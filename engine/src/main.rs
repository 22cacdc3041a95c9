use std::path::PathBuf;
use std::sync::Arc;
use std::time::Duration;

use anyhow::Context;
use clap::{Parser, Subcommand};
use tokio::task::JoinSet;
use tokio_util::sync::CancellationToken;
use tracing::{debug, error, info, warn};

use pilot_budget::{day_window, BudgetEnforcer, UsageLedger};
use pilot_core::{
    config::resolve_state_dir, FileProcessedStore, PilotConfig, Poller, TaskHandler,
};
use pilot_observability::{init_logging, redact_credential, ProcessKind, WorkerGuard};
use pilot_trackers::{AsanaTracker, AzureDevOpsTracker, LinearTracker, TrackerApi};

mod executor;

use executor::ExecutorClient;

const LOG_RETENTION_DAYS: u64 = 14;
/// Keep roughly two monthly budget windows of usage history.
const LEDGER_RETENTION_DAYS: i64 = 62;

#[derive(Parser, Debug)]
#[command(name = "pilot-engine")]
#[command(about = "Autonomous task agent over external issue trackers")]
struct Cli {
    #[command(subcommand)]
    command: Command,
}

#[derive(Subcommand, Debug)]
enum Command {
    /// Poll all configured trackers until interrupted.
    Serve {
        #[arg(long)]
        state_dir: Option<PathBuf>,
    },
    /// Run a single poll tick per tracker, wait for dispatched work, exit.
    Once {
        #[arg(long)]
        state_dir: Option<PathBuf>,
    },
    /// Run orphan recovery only.
    Recover {
        #[arg(long)]
        state_dir: Option<PathBuf>,
    },
}

#[tokio::main]
async fn main() -> anyhow::Result<()> {
    let cli = Cli::parse();

    match cli.command {
        Command::Serve { state_dir } => {
            let state = build_state(resolve_state_dir(state_dir)).await?;
            serve(state).await
        }
        Command::Once { state_dir } => {
            let state = build_state(resolve_state_dir(state_dir)).await?;
            run_once(state).await
        }
        Command::Recover { state_dir } => {
            let state = build_state(resolve_state_dir(state_dir)).await?;
            recover(state).await
        }
    }
}

struct PollerHandle {
    name: String,
    poller: Arc<Poller>,
    polling_enabled: bool,
}

struct AppState {
    pollers: Vec<PollerHandle>,
    enforcer: Arc<BudgetEnforcer>,
    ledger: Arc<UsageLedger>,
    /// Kept alive for the process lifetime so buffered log lines flush on
    /// exit.
    _log_guard: WorkerGuard,
}

async fn build_state(state_dir: PathBuf) -> anyhow::Result<AppState> {
    let (log_guard, logs_dir) =
        init_logging(ProcessKind::Engine, &state_dir, LOG_RETENTION_DAYS)?;

    let config = PilotConfig::load(&state_dir)?;
    log_startup_paths(&state_dir, &logs_dir);

    let ledger = Arc::new(UsageLedger::new());
    let enforcer = Arc::new(BudgetEnforcer::new(config.budget.clone(), ledger.clone()));
    enforcer.on_alert(|alert| {
        warn!(
            "budget alert: {:?}/{:?} — ${:.2} of ${:.2}",
            alert.scope, alert.kind, alert.spent_usd, alert.limit_usd
        );
    });

    let store = Arc::new(FileProcessedStore::new(&state_dir));

    let handler: Option<Arc<dyn TaskHandler>> = match std::env::var("PILOT_EXECUTOR_CMD") {
        Ok(command) if !command.trim().is_empty() => {
            let model = std::env::var("PILOT_EXECUTOR_MODEL")
                .unwrap_or_else(|_| "claude-sonnet-4".to_string());
            Some(Arc::new(ExecutorClient::new(
                command,
                state_dir.join("recordings"),
                model,
                ledger.clone(),
            )))
        }
        _ => {
            warn!("PILOT_EXECUTOR_CMD is not set — tasks will be discovered but not executed");
            None
        }
    };

    let mut pollers = Vec::new();

    if let Some(entry) = config.trackers.asana.as_ref().filter(|e| e.common.enabled) {
        debug!(
            "asana configured (token {})",
            redact_credential(&entry.api.access_token)
        );
        let tracker: Arc<dyn TrackerApi> = Arc::new(AsanaTracker::new(entry.api.clone()));
        pollers.push(PollerHandle {
            name: "asana".to_string(),
            poller: Arc::new(Poller::new(
                tracker,
                handler.clone(),
                store.clone(),
                enforcer.clone(),
                entry.common.poller_config(),
            )),
            polling_enabled: entry.common.polling.enabled,
        });
    }

    if let Some(entry) = config
        .trackers
        .azure_devops
        .as_ref()
        .filter(|e| e.common.enabled)
    {
        debug!(
            "azure devops configured (pat {})",
            redact_credential(&entry.api.pat)
        );
        let tracker: Arc<dyn TrackerApi> = Arc::new(AzureDevOpsTracker::new(entry.api.clone()));
        pollers.push(PollerHandle {
            name: "azure_devops".to_string(),
            poller: Arc::new(Poller::new(
                tracker,
                handler.clone(),
                store.clone(),
                enforcer.clone(),
                entry.common.poller_config(),
            )),
            polling_enabled: entry.common.polling.enabled,
        });
    }

    if let Some(entry) = config.trackers.linear.as_ref().filter(|e| e.common.enabled) {
        debug!(
            "linear configured (key {})",
            redact_credential(&entry.api.api_key)
        );
        let tracker: Arc<dyn TrackerApi> = Arc::new(LinearTracker::new(entry.api.clone()));
        pollers.push(PollerHandle {
            name: "linear".to_string(),
            poller: Arc::new(Poller::new(
                tracker,
                handler.clone(),
                store.clone(),
                enforcer.clone(),
                entry.common.poller_config(),
            )),
            polling_enabled: entry.common.polling.enabled,
        });
    }

    Ok(AppState {
        pollers,
        enforcer,
        ledger,
        _log_guard: log_guard,
    })
}

fn log_startup_paths(state_dir: &PathBuf, logs_dir: &PathBuf) {
    let exe = std::env::current_exe().unwrap_or_else(|_| PathBuf::from("<unknown>"));
    let cwd = std::env::current_dir().unwrap_or_else(|_| PathBuf::from("<unknown>"));
    info!("starting pilot-engine");
    info!(
        "startup paths: exe={} cwd={} state_dir={} logs_dir={}",
        exe.display(),
        cwd.display(),
        state_dir.display(),
        logs_dir.display()
    );
}

async fn serve(state: AppState) -> anyhow::Result<()> {
    let cancel = CancellationToken::new();
    spawn_daily_roll(state.enforcer.clone(), state.ledger.clone(), cancel.clone());

    let mut set = JoinSet::new();
    for handle in &state.pollers {
        if !handle.polling_enabled {
            info!("{}: polling disabled, skipping", handle.name);
            continue;
        }
        let poller = handle.poller.clone();
        let name = handle.name.clone();
        let token = cancel.clone();
        set.spawn(async move {
            if let Err(e) = poller.start(token).await {
                error!("{name} poller stopped with error: {e:#}");
            }
        });
    }

    if set.is_empty() {
        anyhow::bail!("no pollers to run — every configured tracker has polling disabled");
    }

    tokio::signal::ctrl_c()
        .await
        .context("waiting for shutdown signal")?;
    info!("shutdown requested; draining in-flight work");
    cancel.cancel();

    while set.join_next().await.is_some() {}
    info!("all pollers drained");
    Ok(())
}

async fn run_once(state: AppState) -> anyhow::Result<()> {
    let cancel = CancellationToken::new();
    for handle in &state.pollers {
        info!("{}: single poll tick", handle.name);
        handle.poller.prepare().await?;
        handle.poller.poll_once(&cancel).await;
        handle.poller.wait_for_active().await;
        info!(
            "{}: {} tasks processed in this instance's history",
            handle.name,
            handle.poller.processed_count().await
        );
    }
    Ok(())
}

async fn recover(state: AppState) -> anyhow::Result<()> {
    for handle in &state.pollers {
        info!("{}: orphan recovery", handle.name);
        handle.poller.recover_orphans().await;
    }
    Ok(())
}

/// Calls `reset_daily` at each local midnight and keeps the in-memory usage
/// ledger bounded.
fn spawn_daily_roll(
    enforcer: Arc<BudgetEnforcer>,
    ledger: Arc<UsageLedger>,
    cancel: CancellationToken,
) {
    tokio::spawn(async move {
        loop {
            let (_, day_end) = day_window(chrono::Local::now());
            let until_midnight = (day_end - chrono::Utc::now())
                .to_std()
                .unwrap_or(Duration::from_secs(60));
            tokio::select! {
                _ = cancel.cancelled() => return,
                _ = tokio::time::sleep(until_midnight) => {}
            }
            info!("daily budget roll");
            enforcer.reset_daily();
            ledger.prune_before(
                chrono::Utc::now() - chrono::Duration::days(LEDGER_RETENTION_DAYS),
            );
        }
    });
}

- EXERCISE INSTRUCTIONS: Starting with the line above that holds "let (_, day_end)" and stopping with the line that holds "enforcer.reset_daily();", reproduce each line exactly, omitting all other lines.

- EXPECTED ANSWER:
            let (_, day_end) = day_window(chrono::Local::now());
            let until_midnight = (day_end - chrono::Utc::now())
                .to_std()
                .unwrap_or(Duration::from_secs(60));
            tokio::select! {
                _ = cancel.cancelled() => return,
                _ = tokio::time::sleep(until_midnight) => {}
            }
            info!("daily budget roll");
            enforcer.reset_daily();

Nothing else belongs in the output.